[[ DATA UNDER STUDY open ]]

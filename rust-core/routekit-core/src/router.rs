//! # Router
//!
//! Ordered registry of routes with first-match-wins lookup.
//!
//! ## Matching
//!
//! - Linear scan in registration order; the first route that matches wins
//! - Register specific routes (`/a/list`) before general ones (`/a/{id}`)
//! - Matching never mutates a route: matched values come back in [`RouteMatch`]
//!
//! ## Registration
//!
//! A route is rejected when an existing route has the same pattern and
//! shares at least one method, or when it reuses a route name.

use crate::error::{Error, Result};
use crate::params::PathParams;
use crate::request::Request;
use crate::route::Route;
use std::str::FromStr;
use tracing::{debug, info};

/// HTTP methods supported by the router
#[derive(Debug, Clone, Copy, PartialEq, Eq, Hash)]
pub enum Method {
    /// HTTP GET
    Get,
    /// HTTP HEAD
    Head,
    /// HTTP POST
    Post,
    /// HTTP PUT
    Put,
    /// HTTP DELETE
    Delete,
    /// HTTP OPTIONS
    Options,
    /// HTTP PATCH
    Patch,
}

impl Method {
    /// Every supported method, used by `any` routes
    pub const ALL: [Self; 7] = [
        Self::Get,
        Self::Head,
        Self::Post,
        Self::Put,
        Self::Delete,
        Self::Options,
        Self::Patch,
    ];

    /// Upper-case method token
    #[must_use]
    pub fn as_str(&self) -> &'static str {
        match self {
            Self::Get => "GET",
            Self::Head => "HEAD",
            Self::Post => "POST",
            Self::Put => "PUT",
            Self::Delete => "DELETE",
            Self::Options => "OPTIONS",
            Self::Patch => "PATCH",
        }
    }
}

impl std::fmt::Display for Method {
    fn fmt(&self, f: &mut std::fmt::Formatter<'_>) -> std::fmt::Result {
        f.write_str(self.as_str())
    }
}

impl FromStr for Method {
    type Err = Error;

    fn from_str(s: &str) -> Result<Self> {
        Self::ALL
            .into_iter()
            .find(|m| m.as_str() == s)
            .ok_or_else(|| Error::UnsupportedMethod {
                method: s.to_string(),
            })
    }
}

impl TryFrom<&hyper::Method> for Method {
    type Error = Error;

    fn try_from(method: &hyper::Method) -> Result<Self> {
        method.as_str().parse()
    }
}

/// A route that matched a request, with the values captured for this call
#[derive(Debug)]
pub struct RouteMatch<'a> {
    /// The matched route
    pub route: &'a Route,
    /// Parameter values extracted from the request path
    pub params: PathParams,
}

/// Registry of routes
#[derive(Debug, Default)]
pub struct Router {
    routes: Vec<Route>,
}

impl Router {
    /// Create a new empty router
    #[must_use]
    pub fn new() -> Self {
        Self::default()
    }

    /// Register a route
    ///
    /// Returns the stored route so middleware can still be appended.
    ///
    /// # Errors
    ///
    /// Returns `Error::RouteAlreadyExists` when a route with the same pattern
    /// shares a method, and `Error::DuplicateRouteName` when the name is taken.
    pub fn add_route(&mut self, route: Route) -> Result<&mut Route> {
        if let Some(conflict) = self.find_conflict(&route) {
            return Err(conflict);
        }

        info!(
            pattern = %route.pattern(),
            methods = ?route.methods(),
            name = ?route.name(),
            "Route registered"
        );

        self.routes.push(route);
        let index = self.routes.len() - 1;
        Ok(&mut self.routes[index])
    }

    /// Describe why `candidate` cannot be registered, if it cannot
    #[must_use]
    pub fn find_conflict(&self, candidate: &Route) -> Option<Error> {
        self.routes.iter().find_map(|existing| {
            if existing.pattern() == candidate.pattern()
                && existing
                    .methods()
                    .iter()
                    .any(|m| candidate.methods().contains(m))
            {
                return Some(Error::RouteAlreadyExists {
                    pattern: candidate.pattern().to_string(),
                    new_methods: candidate.methods().to_vec(),
                    existing_methods: existing.methods().to_vec(),
                });
            }

            match (existing.name(), candidate.name()) {
                (Some(a), Some(b)) if a == b => Some(Error::DuplicateRouteName {
                    name: b.to_string(),
                    existing_pattern: existing.pattern().to_string(),
                }),
                _ => None,
            }
        })
    }

    /// Match a request against registered routes
    ///
    /// Returns the first route, in registration order, whose method, literal
    /// segments and parameter constraints all accept the request.
    pub fn match_route(&self, request: &Request) -> Option<RouteMatch<'_>> {
        let matched = self.routes.iter().find_map(|route| {
            route
                .match_request(request)
                .map(|params| RouteMatch { route, params })
        });

        match &matched {
            Some(m) => debug!(
                method = %request.method,
                path = %request.path,
                route = %m.route.pattern(),
                "Route matched"
            ),
            None => debug!(method = %request.method, path = %request.path, "No route matched"),
        }

        matched
    }

    /// Get a route by name
    #[must_use]
    pub fn get_route(&self, name: &str) -> Option<&Route> {
        self.routes.iter().find(|r| r.name() == Some(name))
    }

    /// Get a route by name for setup-time changes
    pub fn get_route_mut(&mut self, name: &str) -> Option<&mut Route> {
        self.routes.iter_mut().find(|r| r.name() == Some(name))
    }

    /// Routes in registration order
    #[must_use]
    pub fn routes(&self) -> &[Route] {
        &self.routes
    }

    /// Number of registered routes
    #[must_use]
    pub fn len(&self) -> usize {
        self.routes.len()
    }

    /// Whether no route is registered
    #[must_use]
    pub fn is_empty(&self) -> bool {
        self.routes.is_empty()
    }
}
//! # Routes
//!
//! A registered path pattern with its methods, name, parameters, route
//! middleware and handler.
//!
//! Routes are assembled with [`RouteBuilder`] and are read-only once the
//! application serves traffic: matching hands values back in a fresh
//! [`PathParams`] instead of writing them into the route.

use crate::config::AppConfig;
use crate::error::{Error, Result};
use crate::fault::{catch_fault, write_fault};
use crate::handler::{Handler, HandlerRegistry, RouteTarget};
use crate::matcher::RouteMatcher;
use crate::middleware::{Middleware, MiddlewareChain, MiddlewareResult};
use crate::parameter::RouteParameter;
use crate::params::{PathParams, RouteParameterCollection};
use crate::request::Request;
use crate::response::Response;
use crate::router::Method;
use crate::types::parse_param_pattern;
use crate::validation::ParamRejection;
use std::collections::{HashMap, HashSet};
use std::fmt;

type ParamConfigurator = Box<dyn FnOnce(RouteParameter) -> RouteParameter + Send>;

/// A path pattern bound to a handler
pub struct Route {
    pattern: String,
    methods: Vec<Method>,
    name: Option<String>,
    segments: Vec<String>,
    parameters: RouteParameterCollection,
    middleware: MiddlewareChain,
    handler: Handler,
}

impl fmt::Debug for Route {
    fn fmt(&self, f: &mut fmt::Formatter<'_>) -> fmt::Result {
        f.debug_struct("Route")
            .field("pattern", &self.pattern)
            .field("methods", &self.methods)
            .field("name", &self.name)
            .field("parameters", &self.parameters)
            .field("middleware", &self.middleware)
            .finish_non_exhaustive()
    }
}
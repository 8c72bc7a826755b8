//! # Application Dispatcher
//!
//! Owns global middleware, the router and the named-handler registry, and
//! turns one [`Request`] into one finalized [`Response`]:
//!
//! 1. global middleware, stopping at the first non-200 status
//! 2. route lookup, `404 Not Found` when nothing matches
//! 3. route middleware and handler via [`Route::execute`]
//! 4. [`Response::finalize`]
//!
//! Routes are registered during setup through `&mut App`; serving only
//! needs `&App`, so one instance can be shared across threads.

use crate::config::AppConfig;
use crate::error::{Error, Result};
use crate::fault::{catch_fault, write_fault};
use crate::handler::{handler, HandlerRegistry, RouteTarget};
use crate::middleware::{Middleware, MiddlewareChain, MiddlewareResult, ServerHeaderMiddleware};
use crate::params::PathParams;
use crate::request::Request;
use crate::response::Response;
use crate::route::{Route, RouteBuilder};
use crate::router::{Method, RouteMatch, Router};
use crate::view::View;
use hyper::StatusCode;
use std::collections::HashMap;
use std::sync::Arc;
use tracing::debug;

/// Routing application
#[derive(Debug)]
pub struct App {
    config: AppConfig,
    router: Router,
    middleware: MiddlewareChain,
    handlers: HandlerRegistry,
}

impl Default for App {
    fn default() -> Self {
        Self::new(AppConfig::default())
    }
}

impl App {
    /// Create an application
    ///
    /// Installs the server header middleware first when
    /// `spoof_server_header` is set.
    #[must_use]
    pub fn new(config: AppConfig) -> Self {
        let mut middleware = MiddlewareChain::new();
        if config.spoof_server_header {
            middleware.add(ServerHeaderMiddleware::new(config.server_header_value.clone()));
        }

        Self {
            config,
            router: Router::new(),
            middleware,
            handlers: HandlerRegistry::new(),
        }
    }

    /// Application configuration
    #[must_use]
    pub fn config(&self) -> &AppConfig {
        &self.config
    }

    /// Registered routes
    #[must_use]
    pub fn router(&self) -> &Router {
        &self.router
    }

    /// Append a global middleware, run before route matching
    pub fn add_middleware<M: Middleware + 'static>(&mut self, middleware: M) -> &mut Self {
        self.middleware.add(middleware);
        self
    }

    /// Register a named controller for `Controller::method` targets
    pub fn register_handler<F>(&mut self, name: impl Into<String>, f: F) -> &mut Self
    where
        F: Fn(&Request, &mut Response, &PathParams) -> anyhow::Result<()> + Send + Sync + 'static,
    {
        self.handlers.register(name, f);
        self
    }

    /// Register a configured route
    ///
    /// # Errors
    ///
    /// Returns the build error (pattern, parameter or handler) or the
    /// registration conflict.
    pub fn add_route(&mut self, builder: RouteBuilder) -> Result<&mut Route> {
        let route = builder.build_with(&self.handlers)?;
        self.router.add_route(route)
    }

    /// Register `target` for `pattern` on the given methods
    ///
    /// # Errors
    ///
    /// See [`App::add_route`].
    pub fn route(
        &mut self,
        pattern: &str,
        target: impl Into<RouteTarget>,
        methods: impl IntoIterator<Item = Method>,
        name: Option<&str>,
    ) -> Result<&mut Route> {
        let mut builder = Route::builder(pattern, target).methods(methods);
        if let Some(name) = name {
            builder = builder.name(name);
        }
        self.add_route(builder)
    }

    /// Register a GET route
    ///
    /// # Errors
    ///
    /// See [`App::add_route`].
    pub fn get(&mut self, pattern: &str, target: impl Into<RouteTarget>) -> Result<&mut Route> {
        self.route(pattern, target, [Method::Get], None)
    }

    /// Register a POST route
    ///
    /// # Errors
    ///
    /// See [`App::add_route`].
    pub fn post(&mut self, pattern: &str, target: impl Into<RouteTarget>) -> Result<&mut Route> {
        self.route(pattern, target, [Method::Post], None)
    }

    /// Register a PUT route
    ///
    /// # Errors
    ///
    /// See [`App::add_route`].
    pub fn put(&mut self, pattern: &str, target: impl Into<RouteTarget>) -> Result<&mut Route> {
        self.route(pattern, target, [Method::Put], None)
    }

    /// Register a DELETE route
    ///
    /// # Errors
    ///
    /// See [`App::add_route`].
    pub fn delete(&mut self, pattern: &str, target: impl Into<RouteTarget>) -> Result<&mut Route> {
        self.route(pattern, target, [Method::Delete], None)
    }

    /// Register a PATCH route
    ///
    /// # Errors
    ///
    /// See [`App::add_route`].
    pub fn patch(&mut self, pattern: &str, target: impl Into<RouteTarget>) -> Result<&mut Route> {
        self.route(pattern, target, [Method::Patch], None)
    }

    /// Register an OPTIONS route
    ///
    /// # Errors
    ///
    /// See [`App::add_route`].
    pub fn options(&mut self, pattern: &str, target: impl Into<RouteTarget>) -> Result<&mut Route> {
        self.route(pattern, target, [Method::Options], None)
    }

    /// Register a route for every supported method
    ///
    /// # Errors
    ///
    /// See [`App::add_route`].
    pub fn any(&mut self, pattern: &str, target: impl Into<RouteTarget>) -> Result<&mut Route> {
        self.route(pattern, target, Method::ALL, None)
    }

    /// Register a GET route that only renders `view`
    ///
    /// # Errors
    ///
    /// See [`App::add_route`].
    pub fn view(
        &mut self,
        pattern: &str,
        view: Arc<dyn View>,
        name: Option<&str>,
    ) -> Result<&mut Route> {
        let target = handler(move |_, res, _| {
            res.set_view(Arc::clone(&view));
            Ok(())
        });
        self.route(pattern, target, [Method::Get], name)
    }

    /// Build the URL of the route called `name`
    ///
    /// # Errors
    ///
    /// Returns `Error::RouteNotFound` for an unknown name, otherwise the
    /// errors of [`Route::generate_url`].
    pub fn url_for(&self, name: &str, values: &HashMap<&str, &str>) -> Result<String> {
        self.router
            .get_route(name)
            .ok_or_else(|| Error::RouteNotFound {
                name: name.to_string(),
            })?
            .generate_url(values, true)
    }

    /// Dispatch one request to completion
    ///
    /// Never fails: conflicts are setup-time errors, and runtime faults are
    /// already folded into the returned response.
    #[must_use]
    pub fn handle(&self, mut request: Request) -> Response {
        let is_production = self.config.is_production;
        let mut response = Response::new();
        let no_params = PathParams::default();

        match catch_fault(|| self.middleware.run(&request, &mut response, &no_params)) {
            Ok(MiddlewareResult::Continue) => {}
            Ok(MiddlewareResult::ShortCircuit) => return response.finalize(is_production),
            Err(detail) => {
                write_fault(&mut response, &detail, is_production);
                return response.finalize(is_production);
            }
        }

        let Some(RouteMatch { route, params }) = self.router.match_route(&request) else {
            debug!(method = %request.method, path = %request.path, "Responding 404");
            response.set_status(StatusCode::NOT_FOUND);
            return response.finalize(is_production);
        };

        request.bind_route(route.pattern(), route.name());
        route
            .execute(&request, response, &params, &self.config)
            .finalize(is_production)
    }
}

[[ DATA UNDER STUDY closed ]]

§ **DESCRIPTION OF THE TASK**
Filter the entries above and copy only the lines that hold "derive".

§ **OUTPUT OF THE EXERCISE**
#[derive(Debug, Clone, Copy, PartialEq, Eq, Hash)]
#[derive(Debug)]
#[derive(Debug, Default)]
#[derive(Debug)]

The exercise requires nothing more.